Kawan Kami yang Lincah; Nurmaya Dewi
Seperti Tia, Maya juga calon Ibu Dokter Gigi. Di mata saya, Maya sosok yang cerdas. Dia juga begitu gampang bergaul dengan banyak orang. Awal melihatnya, saya pikir juga dia anak yang pendiam. Ternyata tidak! Maya dengan lincahnya berkolaborasi dengan Tia membuat pisang goreng di pagi pertama kami di posko. Oiya, Maya juga adalah seorang enterpreunership yang jago bisnis, lho... Maya, ajari saya dagang, dong!

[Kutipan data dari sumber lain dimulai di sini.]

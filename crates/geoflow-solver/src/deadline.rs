//! Solve deadline shared by the loader and the search strategies.

use std::time::{Duration, Instant};

#[derive(Debug, Clone, Copy)]
pub struct Deadline {
    started: Instant,
    at: Option<Instant>,
}

impl Deadline {
    /// A deadline that never expires.
    pub fn none() -> Self {
        Self {
            started: Instant::now(),
            at: None,
        }
    }

    pub fn after(budget: Duration) -> Self {
        let started = Instant::now();
        Self {
            started,
            at: Some(started + budget),
        }
    }

    pub fn from_millis(ms: Option<u64>) -> Self {
        match ms {
            Some(ms) => Self::after(Duration::from_millis(ms)),
            None => Self::none(),
        }
    }

    pub fn expired(&self) -> bool {
        self.at.is_some_and(|at| Instant::now() >= at)
    }

    /// Time left, or `None` for an unbounded deadline.
    pub fn remaining(&self) -> Option<Duration> {
        self.at.map(|at| at.saturating_duration_since(Instant::now()))
    }

    pub fn elapsed(&self) -> Duration {
        self.started.elapsed()
    }
}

Pemilik Senyum yang Imut; Indriani
Indri ini orangnya cool. Kadang, hanya dengan beberapa kata yang ia ucapkan, ia bisa langsung menancap pada banyak perasaan. Hehehe... Indri itu orangnya tenang. Ia selalu bisa berpikir dengan kepala dingin di saat yang tepat. Saya suka dengan pribadi Indri. Kita ngumpul-ngumpul lagi yuk, Indri!


Kamu tidak Teruk; Shalini Ramasamy
Entah bagaimana boringnya posko batu-batu tanpa sosok yang satu ini. Sama-sama belajar di FK Internasional bersama Awin, Shalini adalah sosok dokter masa depan yang menggemaskan. Ya, saya bahkan menyesal tidak sempat merekam suara Shalini yang khas itu, khan lumayan buat dijadikan ringtone alarm... Hehehe... Kidding! Shalini adalah orang yang super baik! Buktinya, dia tetap bertahan di posko meski hampir tiada hari tanpa dibully oleh anak-anak posko lainnya, termasuk saya! Saya beruntung, hingga penarikan tiba, tidak sempat mendapat predikat nomor urut 'teruk' dari Shalini. Shalini... buatkan kami nasi lemak lagi!


Kordes Sementara Kita; Hidayat Tri Saputra
Mengenal mukanya sejak jaman SMA, siapa sangka saya justru ditakdirkan kembali berjumpa sama Dayat di tanah Soppeng. Mahasiswa asal Fakultas FKM ini adalah sama lincahnya dengan Maya, sama supelnya dengan Tia, dan tentu tidaklah imut seperti Muti dan Indri. Untungnya, Dayat bisa diandalkan untuk menjadi kordes sementara jika Agus tidak ada. Dia juga yang menjadi pemprakarsa kelambu yang didirikannya di ruang tengah. Saya pikir, Dayat telah mengetahui banyak hal, ia hanya perlu lebih banyak lagi mengaplikasikannya. Dayat, semoga kamu dapat hidayah. Hehehe...


Sang Pencerah; Kadaruddin
Mahasiswa yang satu ini juga tergabung dalam geng PBL bersama Ria, Indri, dan Dayat. Itu berarti, dia pun adalah orang FKM sejati layaknya ketiga anggota geng PBL lainnya. Lelaki subuh ini sangat rajin buang sampah, ya.. saya rasa memang itulah yang diajarkan di fakultas kita semua, khan? Ya, sesuatu tentang menjaga kebersihan. Gagasan-gagasannya selalu bisa mengurai benang kusut di beberapa kesempatan briefing, hal ini membuat dia jadi diidolakan oleh cewek-cewek sebelah kamar saya; Muti, Ria, dan Icha. Tetaplah begitu, dan lebih tegaslah lagi terhadap apa yang kau yakini. Itu saja saran dari saya, Kadar. 


Dan demikianlah pandangan saya tentang kawan-kawan seposko. Tentunya, ini hanyalah sebuah tulisan iseng dan pendapat pribadi saya yang tidak bisa dijadikan acuan yang mutlak tentang mereka. Selebihnya, hanya Allah, lalu kemudian diri mereka pribadi yang paling mengetahui tentang pribadinya masing-masing. Tulisan ini saya buat, hanya untuk kembali menyapa mereka, dan meyakinkan mereka; bahwa saya tidak akan pernah bisa melupakan kalian. 

Hey, tahukah... Bahwa tiap mengingat kalian, saya bisa kembali membaui wangi pagi saat memutuskan berjalan sendiri di pematang sawah; menatap sinar pertama matahari menyapa pucuk-pucuk padi. Bersapa dengan para pak tani. Lalu dengan berat berkata kepada mereka, "Beberapa hari lagi, kami akan pulang, Pak...".